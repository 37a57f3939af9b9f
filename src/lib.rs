//! # OAR KV-Map
//!
//! Propagates a hand-annotated key/value template onto new document images.
//! Given the template and two OCR word lists for a target image (a generic
//! OCR and a domain OCR tuned for field values), the aligner relocates every
//! KEY, VALUE and ETC annotation and re-reads VALUE text from the domain OCR.
//!
//! ## Features
//!
//! - Auto-detection of common OCR JSON shapes (four-point domain output,
//!   `{bbox, text}` lists, parallel `rec_texts` arrays, labelme)
//! - Staged KEY anchoring: text match, VALUE-anchored fallback, geometric refinement
//! - Line-aware VALUE re-reading, one output record per physical line
//! - Explicit `matched` provenance: nothing is ever placed on a guessed box
//! - Batch processing over folders with cooperative cancellation
//!
//! ## Modules
//!
//! * [`core`] - Configuration and error handling
//! * [`domain`] - Annotation schema and OCR word normalization
//! * [`processors`] - Geometry, text matching and line merging
//! * [`kvmap`] - The alignment pipeline
//! * [`batch`] - Folder-level batch runs
//! * [`utils`] - Logging setup and JSON file helpers
//!
//! ## Quick Start
//!
//! ```rust,no_run
//! use oar_kvmap::prelude::*;
//! use std::path::Path;
//!
//! # fn main() -> Result<(), Box<dyn std::error::Error>> {
//! let template: AnnotationDocument = read_json(Path::new("template.json"), ProcessingStage::TemplateLoad)?;
//! let generic = read_json(Path::new("generic/0001.json"), ProcessingStage::OcrLoad)?;
//! let domain = read_json(Path::new("domain/0001.json"), ProcessingStage::OcrLoad)?;
//!
//! let aligner = TemplateAligner::new(AlignConfig::default())?;
//! let result = aligner.align_payloads(&template, &generic, &domain);
//! println!("{}", result.document.to_json_pretty()?);
//! # Ok(())
//! # }
//! ```

pub mod batch;
pub mod core;
pub mod domain;
pub mod kvmap;
pub mod processors;
pub mod utils;

/// Prelude module for convenient imports.
///
/// ```rust
/// use oar_kvmap::prelude::*;
/// ```
///
/// Included items cover the common path:
/// - Configuration (`AlignConfig`, `ParallelPolicy`)
/// - Schema and words (`AnnotationDocument`, `Annotation`, `Word`, `WordNormalizer`)
/// - Alignment (`TemplateAligner`, `AlignmentResult`)
/// - Batch runs (`BatchJob`, `BatchReport`)
/// - Errors (`KvMapError`, `KvMapResult`, `ProcessingStage`)
pub mod prelude {
    pub use crate::batch::{BatchEntry, BatchJob, BatchReport};
    pub use crate::core::{
        AlignConfig, ConfigValidator, KvMapError, KvMapResult, ParallelPolicy, ProcessingStage,
    };
    pub use crate::domain::{
        Annotation, AnnotationDocument, AnnotationId, AnnotationKind, Word, WordNormalizer,
    };
    pub use crate::kvmap::{AlignmentResult, AlignmentStats, MatchStage, TemplateAligner, align};
    pub use crate::processors::BoundingBox;
    pub use crate::utils::{init_tracing, read_json, write_json_pretty};
}
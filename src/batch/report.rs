//! Per-image outcomes of a batch run.

use std::path::PathBuf;

use serde::Serialize;

use crate::core::errors::KvMapError;

/// Outcome of one image.
#[derive(Debug, Clone, Copy, PartialEq, Eq, Serialize)]
#[serde(rename_all = "snake_case")]
pub enum EntryStatus {
    Succeeded,
    Failed,
    /// Not started because the run was cancelled.
    Cancelled,
}

/// One line of a [`BatchReport`].
#[derive(Debug, Clone, PartialEq, Serialize)]
pub struct BatchEntry {
    pub image: String,
    pub status: EntryStatus,
    /// Error with its cause chain, for failed entries.
    #[serde(skip_serializing_if = "Option::is_none")]
    pub error: Option<String>,
    /// Written output document, for succeeded entries.
    #[serde(skip_serializing_if = "Option::is_none")]
    pub output: Option<PathBuf>,
    pub keys_matched: usize,
    pub value_lines: usize,
    pub elapsed_ms: f64,
}

impl BatchEntry {
    pub(crate) fn failed(image: &str, error: &KvMapError, elapsed_ms: f64) -> Self {
        let status = match error {
            KvMapError::Cancelled => EntryStatus::Cancelled,
            _ => EntryStatus::Failed,
        };
        Self {
            image: image.to_string(),
            status,
            error: (status == EntryStatus::Failed).then(|| error.report()),
            output: None,
            keys_matched: 0,
            value_lines: 0,
            elapsed_ms,
        }
    }

    pub fn is_success(&self) -> bool {
        self.status == EntryStatus::Succeeded
    }
}

/// Summary of a batch run, entries in input order.
#[derive(Debug, Clone, Default, PartialEq, Serialize)]
pub struct BatchReport {
    /// Entries that were started (succeeded or failed).
    pub processed: usize,
    pub succeeded: usize,
    pub failed: usize,
    pub cancelled: usize,
    pub entries: Vec<BatchEntry>,
}

impl BatchReport {
    pub fn from_entries(entries: Vec<BatchEntry>) -> Self {
        let mut report = Self::default();
        for entry in &entries {
            match entry.status {
                EntryStatus::Succeeded => report.succeeded += 1,
                EntryStatus::Failed => report.failed += 1,
                EntryStatus::Cancelled => report.cancelled += 1,
            }
        }
        report.processed = report.succeeded + report.failed;
        report.entries = entries;
        report
    }

    /// Entries that failed, with their error text.
    pub fn failures(&self) -> impl Iterator<Item = &BatchEntry> {
        self.entries
            .iter()
            .filter(|e| e.status == EntryStatus::Failed)
    }
}

#[cfg(test)]
mod tests {
    use super::*;

    #[test]
    fn test_report_counts_statuses() {
        let ok = BatchEntry {
            image: "a.jpg".into(),
            status: EntryStatus::Succeeded,
            error: None,
            output: Some(PathBuf::from("out/a.json")),
            keys_matched: 3,
            value_lines: 4,
            elapsed_ms: 1.0,
        };
        let failed = BatchEntry::failed("b.jpg", &KvMapError::missing_counterpart("b.jpg", "domain OCR"), 0.5);
        let cancelled = BatchEntry::failed("c.jpg", &KvMapError::Cancelled, 0.0);

        let report = BatchReport::from_entries(vec![ok, failed, cancelled]);
        assert_eq!(report.processed, 2);
        assert_eq!(report.succeeded, 1);
        assert_eq!(report.failed, 1);
        assert_eq!(report.cancelled, 1);
        assert_eq!(report.entries[2].error, None);
        let failures: Vec<_> = report.failures().map(|e| e.image.as_str()).collect();
        assert_eq!(failures, vec!["b.jpg"]);
        assert!(report.entries[1].error.as_deref().unwrap().contains("domain OCR"));
    }
}
//! HTTP server for template alignment.

use crate::api::{AlignRequest, AlignResponse, run_alignment};
use crate::config::ServerConfig;
use axum::{
    Json, Router,
    extract::State,
    http::StatusCode,
    response::IntoResponse,
    routing::{get, post},
};
use oar_kvmap::kvmap::TemplateAligner;
use serde::Serialize;
use std::net::SocketAddr;
use std::sync::Arc;
use std::time::Instant;
use tower_http::cors::{Any, CorsLayer};
use tower_http::trace::TraceLayer;
use tracing::{error, info};

/// Application state shared across handlers
struct AppState {
    aligner: TemplateAligner,
}

/// Health check response
#[derive(Serialize)]
struct HealthResponse {
    status: String,
    version: String,
}

/// Build the router with all endpoints
fn router(aligner: TemplateAligner) -> Router {
    let state = Arc::new(AppState { aligner });

    let cors = CorsLayer::new()
        .allow_origin(Any)
        .allow_methods(Any)
        .allow_headers(Any);

    Router::new()
        .route("/health", get(health_handler))
        .route("/align", post(align_handler))
        .route("/api/v1/align", post(align_handler))
        .layer(cors)
        .layer(TraceLayer::new_for_http())
        .with_state(state)
}

/// Run the HTTP server
pub async fn run_server(
    config: ServerConfig,
) -> Result<(), Box<dyn std::error::Error + Send + Sync>> {
    let aligner = TemplateAligner::new(config.align.clone())?;
    let app = router(aligner);

    let addr: SocketAddr = format!("{}:{}", config.host, config.port)
        .parse()
        .map_err(|e| format!("Invalid address: {}", e))?;

    info!("Server listening on http://{}", addr);
    info!("Endpoints:");
    info!("  GET  /health       - Health check");
    info!("  POST /align        - Template alignment");
    info!("  POST /api/v1/align - Template alignment (versioned API)");

    let listener = tokio::net::TcpListener::bind(addr).await?;

    axum::serve(listener, app)
        .with_graceful_shutdown(shutdown_signal())
        .await?;

    info!("Server shutdown complete");
    Ok(())
}

/// Health check endpoint
async fn health_handler() -> Json<HealthResponse> {
    Json(HealthResponse {
        status: "ok".to_string(),
        version: env!("CARGO_PKG_VERSION").to_string(),
    })
}

/// Alignment endpoint
async fn align_handler(
    State(state): State<Arc<AppState>>,
    Json(request): Json<AlignRequest>,
) -> impl IntoResponse {
    let request_id = uuid::Uuid::new_v4().to_string();
    info!(
        request_id = %request_id,
        template = %request.template.image,
        annotations = request.template.annotations.len(),
        "Processing alignment request"
    );

    let start = Instant::now();
    let result = match run_alignment(&state.aligner, &request) {
        Ok(result) => result,
        Err(e) => {
            error!(request_id = %request_id, error = %e.report(), "Alignment rejected");
            return (
                StatusCode::BAD_REQUEST,
                Json(AlignResponse::error(format!("Alignment rejected: {}", e))),
            );
        }
    };
    let processing_ms = start.elapsed().as_secs_f64() * 1000.0;

    info!(
        request_id = %request_id,
        keys_matched = result.stats.keys_matched(),
        keys_unmatched = result.stats.keys_unmatched,
        value_lines = result.stats.value_lines,
        processing_ms,
        "Alignment completed"
    );

    (StatusCode::OK, Json(AlignResponse::ok(result, processing_ms)))
}

/// Graceful shutdown signal handler
async fn shutdown_signal() {
    let ctrl_c = async {
        if let Err(e) = tokio::signal::ctrl_c().await {
            error!(error = %e, "Failed to install Ctrl+C handler");
            std::future::pending::<()>().await;
        }
    };

    #[cfg(unix)]
    let terminate = async {
        match tokio::signal::unix::signal(tokio::signal::unix::SignalKind::terminate()) {
            Ok(mut signal) => {
                signal.recv().await;
            }
            Err(e) => {
                error!(error = %e, "Failed to install signal handler");
                std::future::pending::<()>().await;
            }
        }
    };

    #[cfg(not(unix))]
    let terminate = std::future::pending::<()>();

    tokio::select! {
        _ = ctrl_c => {
            info!("Received Ctrl+C, starting graceful shutdown...");
        }
        _ = terminate => {
            info!("Received SIGTERM, starting graceful shutdown...");
        }
    }
}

☆ ☆ ☆ ☆

# [Required work]
Which lines above contain the word "Serialize"? List them.

# [Written solution]
use serde::Serialize;
#[derive(Debug, Clone, Copy, PartialEq, Eq, Serialize)]
#[derive(Debug, Clone, PartialEq, Serialize)]
#[derive(Debug, Clone, Default, PartialEq, Serialize)]
use serde::Serialize;
#[derive(Serialize)]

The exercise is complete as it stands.